It noted, firstly, that it was possible under the German Code of Criminal Procedure for a witness’s identity not to be disclosed in the record if the witness was in danger. In such cases, the papers certifying the witness’s identity were retained by the public prosecutor’s office. It further found that there could be no doubt as to Jürgen’s identity, as the case file showed that, on being questioned on 15 July 1993 by the Panama public prosecutor’s office, he had produced a passport in the name of Jürgen Vervoorst and stated that he had been working as a secret agent for the BKA and the American police for ten years. Lastly, several witnesses had said that he was the man responsible for the operation for importing cocaine into Europe.

The Court of Appeal also said that, although it had made several attempts to obtain oral testimony from Jürgen, this had proved impossible. Accordingly, by virtue of Article 238 § 3 of the Italian Code of Criminal Procedure (“the CCP”), his statements to the German authorities could be placed in the court file and relied on by the court when deciding the case.

As to Jürgen’s status in the Italian proceedings, the Court of Appeal observed that undercover agents were only entitled to immunity if their role in the criminal conduct concerned was “indirect and peripheral”, that is to say limited to surveillance and observing the actions of third parties.
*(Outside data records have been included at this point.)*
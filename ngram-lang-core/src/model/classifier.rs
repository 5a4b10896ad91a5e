use std::cmp::Ordering;
use std::path::Path;

use log::debug;
use serde::Serialize;

use super::histogram::Histogram;
use super::similarity::cosine_similarity;
use super::store::{read_document, BuildReport, ModelStore};
use crate::config::Config;
use crate::error::{Error, Result};

/// Similarity of the query to one language model.
#[derive(Serialize, Debug, Clone, PartialEq)]
pub struct Score {
	pub label: String,

	/// `None` when the similarity is undefined (empty query or empty model).
	pub similarity: Option<f64>,
}

/// Outcome of a classification.
#[derive(Serialize, Debug, Clone, PartialEq)]
pub struct Classification {
	/// Winning label.
	pub label: String,

	/// Similarity of the winning model.
	pub similarity: f64,

	/// Every model's score, best first, undefined scores last, ties by label.
	pub scores: Vec<Score>,
}

/// High-level classifier owning the trained language models.
///
/// # Responsibilities
/// - Train a `ModelStore` from a corpus directory
/// - Build the query histogram exactly like training histograms
/// - Rank every model by cosine similarity and return the best one
///
/// # Ranking policy
/// - Models with an undefined similarity never win
/// - Equal similarities go to the lexicographically smallest label
#[derive(Debug, Clone)]
pub struct Classifier {
	store: ModelStore,
}

impl Classifier {
	pub fn new(store: ModelStore) -> Self {
		Self { store }
	}

	/// Trains a classifier from a corpus root.
	///
	/// See [`ModelStore::build`].
	pub fn train<P: AsRef<Path>>(root: P, config: &Config) -> Result<(Self, BuildReport)> {
		let (store, report) = ModelStore::build(root, config)?;
		Ok((Self::new(store), report))
	}

	pub fn store(&self) -> &ModelStore {
		&self.store
	}

	/// N-gram length used for queries.
	pub fn n(&self) -> usize {
		self.store.n()
	}

	/// Classifies a document given as lines of text.
	pub fn classify<I, S>(&self, lines: I) -> Result<Classification>
	where
		I: IntoIterator<Item = S>,
		S: AsRef<str>,
	{
		if self.store.is_empty() {
			return Err(Error::NoModels);
		}
		self.classify_histogram(&Histogram::from_lines(lines, self.n()))
	}

	pub fn classify_text(&self, text: &str) -> Result<Classification> {
		self.classify(text.lines())
	}

	/// Classifies a document read from disk.
	///
	/// # Errors
	/// Unlike training documents, an unreadable query is an error.
	pub fn classify_file<P: AsRef<Path>>(&self, path: P) -> Result<Classification> {
		if self.store.is_empty() {
			return Err(Error::NoModels);
		}
		let path = path.as_ref();
		let query = read_document(path, self.n()).map_err(|e| Error::io(path, e))?;
		self.classify_histogram(&query)
	}

	/// Ranks every model against an already built query histogram.
	///
	/// # Errors
	/// - [`Error::NoModels`] if the store is empty.
	/// - [`Error::UndefinedSimilarity`] if no model has a defined similarity.
	pub fn classify_histogram(&self, query: &Histogram) -> Result<Classification> {
		if self.store.is_empty() {
			return Err(Error::NoModels);
		}

		let mut scores = self.scores(query);
		let best = scores
			.iter()
			.filter_map(|score| score.similarity.map(|similarity| (score, similarity)))
			// Labels are visited in sorted order, keep the first on ties
			.fold(None, |best: Option<(&Score, f64)>, (score, similarity)| match best {
				Some((_, top)) if top >= similarity => best,
				_ => Some((score, similarity)),
			});

		let (label, similarity) = match best {
			Some((score, similarity)) => (score.label.clone(), similarity),
			None => return Err(Error::UndefinedSimilarity),
		};

		scores.sort_by(|a, b| compare_scores(a.similarity, b.similarity));

		Ok(Classification { label, similarity, scores })
	}

	/// Similarity of `query` to every model, in label order.
	pub fn scores(&self, query: &Histogram) -> Vec<Score> {
		self.store
			.iter()
			.map(|model| {
				let similarity = cosine_similarity(query, model.histogram());
				debug!("Similarity to '{}': {:?}", model.label(), similarity);
				Score { label: model.label().to_owned(), similarity }
			})
			.collect()
	}
}

/// Descending order with undefined similarities last.
fn compare_scores(a: Option<f64>, b: Option<f64>) -> Ordering {
	match (a, b) {
		(Some(a), Some(b)) => b.total_cmp(&a),
		(Some(_), None) => Ordering::Less,
		(None, Some(_)) => Ordering::Greater,
		(None, None) => Ordering::Equal,
	}
}

#[cfg(test)]
mod tests {
	use super::*;
	use crate::model::language_model::LanguageModel;

	fn store(models: &[(&str, &str)]) -> ModelStore {
		let mut store = ModelStore::new(2).unwrap();
		for (label, text) in models {
			store.insert(LanguageModel::new(*label, Histogram::from_lines(text.lines(), 2)));
		}
		store
	}

	#[test]
	fn picks_the_closest_language() {
		let classifier = Classifier::new(store(&[("englishTxt", "the cat sat"), ("frenchTxt", "le chat")]));
		let result = classifier.classify_text("the dog sat").unwrap();

		assert_eq!(result.label, "englishTxt");
		assert_eq!(result.scores.len(), 2);
		assert_eq!(result.scores[0].label, "englishTxt");
		let english = result.scores[0].similarity.unwrap();
		let french = result.scores[1].similarity.unwrap();
		assert!(english > french);
		assert_eq!(result.similarity, english);
	}

	#[test]
	fn ties_go_to_the_smallest_label() {
		let classifier = Classifier::new(store(&[("zulu", "abc"), ("alpha", "abc"), ("mike", "abc")]));
		for _ in 0..5 {
			let result = classifier.classify_text("abc").unwrap();
			assert_eq!(result.label, "alpha");
			let labels: Vec<&str> = result.scores.iter().map(|s| s.label.as_str()).collect();
			assert_eq!(labels, vec!["alpha", "mike", "zulu"]);
		}
	}

	#[test]
	fn empty_models_never_win() {
		let classifier = Classifier::new(store(&[("aaa", ""), ("bbb", "xyz")]));
		let result = classifier.classify_text("qqq").unwrap();
		assert_eq!(result.label, "bbb");
		assert_eq!(result.similarity, 0.0);
		assert_eq!(result.scores[1], Score { label: "aaa".to_owned(), similarity: None });
	}

	#[test]
	fn empty_store_has_no_prediction() {
		let classifier = Classifier::new(ModelStore::new(2).unwrap());
		assert!(matches!(classifier.classify_text("the cat"), Err(Error::NoModels)));
	}

	#[test]
	fn empty_query_has_no_prediction() {
		let classifier = Classifier::new(store(&[("englishTxt", "the cat sat")]));
		assert!(matches!(classifier.classify_text("a 1 !"), Err(Error::UndefinedSimilarity)));
	}

	#[test]
	fn query_with_invalid_utf8_is_classified() {
		let classifier = Classifier::new(store(&[("englishTxt", "the cat sat"), ("frenchTxt", "le chat est beau")]));
		let dir = tempfile::tempdir().unwrap();
		let query = dir.path().join("mystery.txt");
		std::fs::write(&query, b"le chat est tr\xe8s beau\n").unwrap();

		let result = classifier.classify_file(&query).unwrap();
		assert_eq!(result.label, "frenchTxt");
	}

	#[test]
	fn missing_query_file_is_an_error() {
		let classifier = Classifier::new(store(&[("englishTxt", "the cat sat")]));
		let dir = tempfile::tempdir().unwrap();
		assert!(matches!(
			classifier.classify_file(dir.path().join("missing.txt")),
			Err(Error::Io { .. })
		));
	}
}
//! Top-level module for the language identification pipeline.
//!
//! Components, leaf-first:
//! - Word normalization (`tokenizer`)
//! - Sliding-window n-gram extraction (`ngram`)
//! - N-gram frequency counting (`Histogram`)
//! - Cosine similarity between histograms (`similarity`)
//! - One labeled histogram per language (`LanguageModel`)
//! - Training from a corpus directory (`ModelStore`)
//! - Arg-max ranking of a query document (`Classifier`)

/// Splits raw lines into normalized lowercase ASCII words.
pub mod tokenizer;

/// Fixed-length character n-grams of a normalized word.
pub mod ngram;

/// N-gram occurrence counts.
///
/// Accumulation is commutative, so partial histograms built in any order
/// (or on any thread) merge into the same result.
pub mod histogram;

/// Cosine similarity between two histograms seen as sparse vectors.
pub mod similarity;

/// A language label paired with its aggregated histogram.
pub mod language_model;

/// Models of every language found under a corpus root.
///
/// Handles directory traversal, parallel training and the report of
/// documents that could not be read.
pub mod store;

/// High-level interface classifying a document against a `ModelStore`.
pub mod classifier;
In the case before it, since Jürgen had played an active role in bringing the cocaine from Latin America to Germany and from there to Italy, he should have been treated as a co-defendant in the Italian proceedings. The fact that he had not been meant that his statements could only be relied on to the extent that they did not disclose matters for which he could be held criminally liable. The admissible part of his statements had shed light on the dynamics of the police operation that had led to the applicant’s arrest.

As regards the applicant’s objection under Article 49 § 2 of the Criminal Code, the Court of Appeal noted that that provision precluded the imposition of a penalty on persons whose acts were wholly incapable of producing dangerous or harmful consequences. Moreover, the intervention of an undercover agent had no effect on a defendant’s acts if the defendant already had an intention to commit the offence. The Court of Appeal said that in the case before it the applicant had taken various preparatory steps: he had asked Jürgen to transport hundreds of kilograms of cocaine, paid him sums of money, remained in touch with him and attended the rendezvous for the delivery of the drugs.
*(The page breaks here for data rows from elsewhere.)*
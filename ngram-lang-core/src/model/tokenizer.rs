/// Removes every character that is not an ASCII letter and lowercases the rest.
///
/// The result may be empty (ex. `"123"` or `"--"`).
pub fn normalize(token: &str) -> String {
	token
		.chars()
		.filter(char::is_ascii_alphabetic)
		.map(|c| c.to_ascii_lowercase())
		.collect()
}

/// Space, tab, line feed, vertical tab, form feed and carriage return.
fn is_separator(c: char) -> bool {
	matches!(c, ' ' | '\t' | '\n' | '\x0B' | '\x0C' | '\r')
}

/// Normalized words of a single line.
///
/// The line is split on runs of separators. Tokens left empty by
/// normalization are yielded as empty strings.
pub fn words(line: &str) -> impl Iterator<Item = String> + '_ {
	line.split(is_separator).filter(|token| !token.is_empty()).map(normalize)
}
/// Sliding-window n-grams `word[i..i + n]` for `i` in `0..=len - n`.
///
/// Words shorter than `n` (and `n == 0`) yield nothing. The word is expected
/// to be normalized ASCII; windows that would split a multi-byte character
/// are skipped instead of panicking.
pub fn ngrams(word: &str, n: usize) -> impl Iterator<Item = &str> {
	let count = if n == 0 { 0 } else { (word.len() + 1).saturating_sub(n) };
	(0..count).filter_map(move |i| word.get(i..i + n))
}
//! Character n-gram language identification library.
//!
//! This crate classifies a text document into one of several known languages:
//! - Text normalization into lowercase ASCII words
//! - Sliding-window character n-gram extraction
//! - Per-language n-gram frequency histograms built from labeled corpora
//! - Cosine similarity ranking of a query histogram against every language
//!
//! Directory traversal helpers are kept internal; callers hand the library a
//! corpus root and get back trained models and a predicted label.

/// Tokenization, histograms, language models and the classifier.
pub mod model;

/// Training and classification settings.
pub mod config;

/// Library error type.
pub mod error;

/// I/O utilities (directory listing, lazy line reading).
pub(crate) mod io;

pub use config::Config;
pub use error::{Error, Result};
pub use model::classifier::{Classification, Classifier, Score};
pub use model::histogram::Histogram;
pub use model::language_model::LanguageModel;
pub use model::similarity::cosine_similarity;
pub use model::store::{BuildReport, ModelStore, SkippedDocument};
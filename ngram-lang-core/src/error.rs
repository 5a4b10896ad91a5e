use std::io;
use std::path::PathBuf;

use thiserror::Error;

/// Errors raised while training language models or classifying a document.
///
/// Unreadable training documents are not errors: they are reported through
/// [`BuildReport`](crate::BuildReport) and training goes on without them.
#[derive(Error, Debug)]
pub enum Error {
	/// A directory or the query document could not be read.
	#[error("I/O error on {}: {source}", .path.display())]
	Io {
		path: PathBuf,
		#[source]
		source: io::Error,
	},

	#[error("n-gram length must be >= 1, got {0}")]
	InvalidN(usize),

	#[error("Expected a directory, got: {}", .0.display())]
	NotADirectory(PathBuf),

	#[error("No language subdirectories found in {}", .0.display())]
	NoLanguages(PathBuf),

	#[error("No trained language models available")]
	NoModels,

	/// Every model scored an undefined similarity (empty query or empty models).
	#[error("Similarity is undefined against every language model, no prediction available")]
	UndefinedSimilarity,

	#[error("Invalid configuration: {0}")]
	Config(String),

	#[error("Training worker failed: {0}")]
	Worker(String),
}

pub type Result<T> = std::result::Result<T, Error>;

impl Error {
	pub(crate) fn io<P: Into<PathBuf>>(path: P, source: io::Error) -> Self {
		Self::Io { path: path.into(), source }
	}
}
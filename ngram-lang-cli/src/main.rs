use std::path::{Path, PathBuf};
use std::process::ExitCode;

use clap::{ArgAction, Parser, ValueEnum};
use log::{warn, LevelFilter};
use serde::Serialize;

use ngram_lang_core::{BuildReport, Classification, Classifier, Config};

/// Query document looked up in the corpus root when `--query` is not given.
const DEFAULT_QUERY: &str = "mysteryGr.txt";

#[derive(Debug, Clone, Copy, PartialEq, ValueEnum)]
enum OutputFormat {
    /// Human-readable sentence
    Text,
    /// JSON report with every score
    Json,
}

#[derive(Parser, Debug)]
#[command(name = "ngram-lang")]
#[command(version)]
#[command(about = "Identify the language of a text with character n-gram profiles", long_about = None)]
struct Cli {
    /// Directory holding one subdirectory of training documents per language
    corpus: PathBuf,

    /// N-gram length (default 2)
    n: Option<usize>,

    /// Document to classify (default: <CORPUS>/mysteryGr.txt)
    #[arg(short, long, value_name = "FILE")]
    query: Option<PathBuf>,

    /// TOML configuration file
    #[arg(short, long, value_name = "FILE")]
    config: Option<PathBuf>,

    /// Extension of training documents, empty for every file
    #[arg(long, value_name = "EXT")]
    extension: Option<String>,

    /// Characters stripped from the end of folder names when printing labels
    #[arg(long, value_name = "LEN")]
    strip_suffix: Option<usize>,

    /// Training threads (0 = one per CPU)
    #[arg(short = 'j', long, value_name = "N")]
    threads: Option<usize>,

    /// Print the similarity of every language
    #[arg(long)]
    scores: bool,

    /// Output format
    #[arg(long, value_enum, default_value = "text")]
    format: OutputFormat,

    /// Increase log verbosity (-v, -vv, -vvv)
    #[arg(short, long, action = ArgAction::Count)]
    verbose: u8,
}

impl Cli {
    /// Defaults, then the config file, then individual flags.
    fn config(&self) -> Result<Config, ngram_lang_core::Error> {
        let mut config = match &self.config {
            Some(path) => Config::from_file(path)?,
            None => Config::default(),
        };
        if let Some(n) = self.n {
            config.n = n;
        }
        if let Some(extension) = &self.extension {
            config.extension = extension.trim_start_matches('.').to_owned();
        }
        if let Some(len) = self.strip_suffix {
            config.label_suffix_len = len;
        }
        if let Some(threads) = self.threads {
            config.threads = threads;
        }
        config.validate()?;
        Ok(config)
    }

    fn query_path(&self) -> PathBuf {
        self.query.clone().unwrap_or_else(|| self.corpus.join(DEFAULT_QUERY))
    }

    fn log_level(&self) -> LevelFilter {
        match self.verbose {
            0 => LevelFilter::Warn,
            1 => LevelFilter::Info,
            2 => LevelFilter::Debug,
            _ => LevelFilter::Trace,
        }
    }
}

#[derive(Serialize)]
struct SkippedEntry<'a> {
    path: &'a Path,
    reason: &'a str,
}

#[derive(Serialize)]
struct JsonReport<'a> {
    label: &'a str,
    display_label: &'a str,
    similarity: f64,
    scores: &'a [ngram_lang_core::Score],
    documents: usize,
    skipped: Vec<SkippedEntry<'a>>,
}

fn run(cli: &Cli) -> Result<(), Box<dyn std::error::Error>> {
    let config = cli.config()?;

    // Train one model per language folder
    let (classifier, report) = Classifier::train(&cli.corpus, &config)?;
    for skipped in &report.skipped {
        warn!("Skipped {}: {}", skipped.path.display(), skipped.reason);
    }

    // Classify the query document
    let result = classifier.classify_file(cli.query_path())?;

    match cli.format {
        OutputFormat::Text => print_text(&classifier, &result, &config, cli.scores),
        OutputFormat::Json => print_json(&classifier, &result, &report, &config)?,
    }

    Ok(())
}

/// Label as printed, with the configured folder suffix removed.
fn display_label<'a>(classifier: &'a Classifier, label: &'a str, config: &Config) -> &'a str {
    classifier
        .store()
        .get(label)
        .map_or(label, |model| model.display_label(config.label_suffix_len))
}

fn print_text(classifier: &Classifier, result: &Classification, config: &Config, with_scores: bool) {
    println!(
        "The mystery text is written in {}.",
        display_label(classifier, &result.label, config)
    );

    if with_scores {
        for score in &result.scores {
            let label = display_label(classifier, &score.label, config);
            match score.similarity {
                Some(similarity) => println!("{:>20}  {:.6}", label, similarity),
                None => println!("{:>20}  undefined", label),
            }
        }
    }
}

fn print_json(
    classifier: &Classifier,
    result: &Classification,
    report: &BuildReport,
    config: &Config,
) -> serde_json::Result<()> {
    let json = JsonReport {
        label: &result.label,
        display_label: display_label(classifier, &result.label, config),
        similarity: result.similarity,
        scores: &result.scores,
        documents: report.documents,
        skipped: report
            .skipped
            .iter()
            .map(|s| SkippedEntry { path: &s.path, reason: &s.reason })
            .collect(),
    };
    println!("{}", serde_json::to_string_pretty(&json)?);
    Ok(())
}

fn main() -> ExitCode {
    let cli = Cli::parse();

    env_logger::Builder::new()
        .filter_level(cli.log_level())
        .parse_default_env()
        .init();

    match run(&cli) {
        Ok(()) => ExitCode::SUCCESS,
        Err(e) => {
            eprintln!("error: {e}");
            ExitCode::FAILURE
        }
    }
}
3.  The applicant’s appeal to the Court of Cassation

The applicant appealed to the Court of Cassation. He relied mainly on the same grounds of appeal, but also pointed out that Jürgen’s identity had not been established with certainty, and argued that his statements were therefore inadmissible ab initio.

In a judgment of 15 October 1999, the text of which was lodged with the registry on 14 January 2000, the Court of Cassation held that the Court of Appeal had dealt with all the issues logically and correctly and dismissed the applicant’s appeal.
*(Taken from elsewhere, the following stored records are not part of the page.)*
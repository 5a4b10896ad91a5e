use std::collections::{BTreeMap, HashMap};
use std::io;
use std::path::{Path, PathBuf};
use std::sync::mpsc;
use std::thread;

use log::{debug, info, warn};

use super::histogram::Histogram;
use super::language_model::LanguageModel;
use crate::config::Config;
use crate::error::{Error, Result};
use crate::io::{get_filename, list_dirs, list_files, read_lines};

/// A training document that could not be read and was left out.
#[derive(Debug, Clone, PartialEq, Eq)]
pub struct SkippedDocument {
	pub path: PathBuf,
	pub reason: String,
}

/// Summary of a training run.
#[derive(Debug, Clone, Default, PartialEq, Eq)]
pub struct BuildReport {
	/// Number of language folders found.
	pub languages: usize,

	/// Documents read and counted.
	pub documents: usize,

	/// Documents skipped because of a read error, sorted by path.
	pub skipped: Vec<SkippedDocument>,
}

/// The trained language models of one session.
///
/// Models are indexed by label in sorted order, which gives classification
/// a deterministic iteration order.
///
/// # Invariants
/// - `n` is always >= 1
/// - Every model was built with the same `n`
#[derive(Clone, Debug, PartialEq)]
pub struct ModelStore {
	n: usize,
	models: BTreeMap<String, LanguageModel>,
}

impl ModelStore {
	/// Creates an empty store for n-grams of length `n`.
	///
	/// # Errors
	/// Returns an error if `n == 0`.
	pub fn new(n: usize) -> Result<Self> {
		if n == 0 {
			return Err(Error::InvalidN(n));
		}
		Ok(Self { n, models: BTreeMap::new() })
	}

	/// Trains one model per subdirectory of `root`.
	///
	/// # Behavior
	/// - Each subdirectory is a language; its name is the label.
	/// - Files directly inside it with `config.extension` are training documents.
	/// - Documents are split into chunks (one per worker) and counted in parallel.
	/// - Partial histograms are merged; the result does not depend on the split.
	/// - A folder without documents yields an empty model.
	///
	/// # Errors
	/// - `root` is not a directory, or has no subdirectory.
	/// - A directory cannot be listed.
	///
	/// Unreadable documents are not errors: they are listed in the returned
	/// [`BuildReport`] and contribute nothing.
	pub fn build<P: AsRef<Path>>(root: P, config: &Config) -> Result<(Self, BuildReport)> {
		config.validate()?;
		let root = root.as_ref();
		if !root.is_dir() {
			return Err(Error::NotADirectory(root.to_path_buf()));
		}

		let folders = list_dirs(root).map_err(|e| Error::io(root, e))?;
		if folders.is_empty() {
			return Err(Error::NoLanguages(root.to_path_buf()));
		}

		let mut histograms: BTreeMap<String, Histogram> = BTreeMap::new();
		let mut documents = Vec::new();
		for folder in &folders {
			let label = get_filename(folder).map_err(|e| Error::io(folder, e))?;
			let files = list_files(folder, &config.extension).map_err(|e| Error::io(folder, e))?;
			debug!("Language '{}': {} document(s)", label, files.len());

			documents.extend(files.into_iter().map(|path| (label.clone(), path)));
			histograms.insert(label, Histogram::new());
		}

		let mut partial = train_parallel(documents, config.n, config.worker_count())?;
		for (label, histogram) in &partial.histograms {
			histograms.entry(label.clone()).or_default().merge(histogram);
		}
		partial.skipped.sort_by(|a, b| a.path.cmp(&b.path));

		let mut store = Self::new(config.n)?;
		for (label, histogram) in histograms {
			info!("Trained '{}': {} distinct {}-grams", label, histogram.len(), config.n);
			store.insert(LanguageModel::new(label, histogram));
		}

		let report = BuildReport {
			languages: store.len(),
			documents: partial.documents,
			skipped: partial.skipped,
		};
		info!(
			"Built {} language model(s) from {} document(s), {} skipped",
			report.languages,
			report.documents,
			report.skipped.len()
		);

		Ok((store, report))
	}

	/// N-gram length shared by every model.
	pub fn n(&self) -> usize {
		self.n
	}

	/// Adds a model, replacing and returning any model with the same label.
	pub fn insert(&mut self, model: LanguageModel) -> Option<LanguageModel> {
		self.models.insert(model.label().to_owned(), model)
	}

	pub fn get(&self, label: &str) -> Option<&LanguageModel> {
		self.models.get(label)
	}

	pub fn len(&self) -> usize {
		self.models.len()
	}

	pub fn is_empty(&self) -> bool {
		self.models.is_empty()
	}

	/// Iterates over models in label order.
	pub fn iter(&self) -> impl Iterator<Item = &LanguageModel> {
		self.models.values()
	}

	/// Labels in sorted order.
	pub fn labels(&self) -> Vec<String> {
		self.models.keys().cloned().collect()
	}
}

/// Per-worker training output.
#[derive(Default)]
struct PartialTraining {
	histograms: HashMap<String, Histogram>,
	documents: usize,
	skipped: Vec<SkippedDocument>,
}

impl PartialTraining {
	fn merge(&mut self, other: PartialTraining) {
		for (label, histogram) in other.histograms {
			match self.histograms.get_mut(&label) {
				Some(existing) => existing.merge(&histogram),
				None => {
					self.histograms.insert(label, histogram);
				}
			}
		}
		self.documents += other.documents;
		self.skipped.extend(other.skipped);
	}
}

/// Splits documents into chunks, counts each chunk on its own thread and
/// merges the partial results.
///
/// # Notes
/// - Uses MPSC channels to collect partial results from threads.
/// - A single worker runs on the calling thread.
fn train_parallel(documents: Vec<(String, PathBuf)>, n: usize, workers: usize) -> Result<PartialTraining> {
	if documents.is_empty() {
		return Ok(PartialTraining::default());
	}

	let workers = workers.clamp(1, documents.len());
	if workers == 1 {
		return Ok(train_chunk(&documents, n));
	}
	let chunk_size = documents.len().div_ceil(workers);

	let (tx, rx) = mpsc::channel();
	let mut handles = Vec::with_capacity(workers);
	for chunk in documents.chunks(chunk_size) {
		let tx = tx.clone();
		let chunk: Vec<(String, PathBuf)> = chunk.to_vec();

		handles.push(thread::spawn(move || {
			// The receiver outlives every worker
			let _ = tx.send(train_chunk(&chunk, n));
		}));
	}
	drop(tx);

	let mut total = PartialTraining::default();
	for partial in rx.iter() {
		total.merge(partial);
	}

	for handle in handles {
		handle
			.join()
			.map_err(|_| Error::Worker("training thread panicked".to_owned()))?;
	}

	Ok(total)
}

fn train_chunk(chunk: &[(String, PathBuf)], n: usize) -> PartialTraining {
	let mut partial = PartialTraining::default();
	for (label, path) in chunk {
		match read_document(path, n) {
			Ok(histogram) => {
				debug!("Counted {} ({} n-grams)", path.display(), histogram.total());
				partial.histograms.entry(label.clone()).or_default().merge(&histogram);
				partial.documents += 1;
			}
			Err(e) => {
				warn!("Skipping unreadable document {}: {}", path.display(), e);
				partial.skipped.push(SkippedDocument { path: path.clone(), reason: e.to_string() });
			}
		}
	}
	partial
}

/// Counts a whole document. Nothing is returned unless every line was read.
pub(crate) fn read_document(path: &Path, n: usize) -> io::Result<Histogram> {
	let mut histogram = Histogram::new();
	for line in read_lines(path)? {
		histogram.add_line(&line?, n);
	}
	Ok(histogram)
}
As regards the alleged violation of Article 49 § 2 of the Criminal Code, it noted that an agreement over the arrangements for the sale of the cocaine had already been made in Marbella and that the applicant had decided to perform that agreement of his own free will.

B.  Relevant domestic law (Italy)

Article 238 of the CCP sets out the cases in which records of evidence obtained in other criminal proceedings may be placed in the case file (and therefore be used in evidence on the merits of the charges). Paragraph 3 of that provision lays down, inter alia, that “depositions which ... cannot be repeated” may in all cases be placed in the case file. Article 78 § 2 of the provisions on execution of the CCP provides: “depositions which cannot be repeated obtained by a foreign police force may be placed in the court file, either with the parties’ agreement or after the maker of the deposition has been heard ...”

Article 49 § 2 of the Criminal Code prohibits punishment being imposed for acts or omissions which, by their nature or owing to the absence of a subject matter, are incapable of producing dangerous or harmful consequences.


1.  The applicant complained under Article 6 § 3 (d) of the Convention that he had not been given an opportunity to examine Jürgen.

2.  He further complained that he had been denied a fair trial within the meaning of Article 6 § 1 of the Convention, as he had been incited by Jürgen to commit the offence that had resulted in his conviction.

3.  Relying, lastly, on Articles 6 § 1 and 5 § 3 of the Convention, he complained of the length of his detention pending trial.



1.  The applicant complained that he had been convicted on the basis of the version of events given by Jürgen, a witness whom he had had no opportunity to examine or to have examined.

The relevant parts of Article 6 §§ 1 and 3 (d) of the Convention read as follows:

“1.  In the determination ... of any criminal charge against him, everyone is entitled to a fair ... hearing ...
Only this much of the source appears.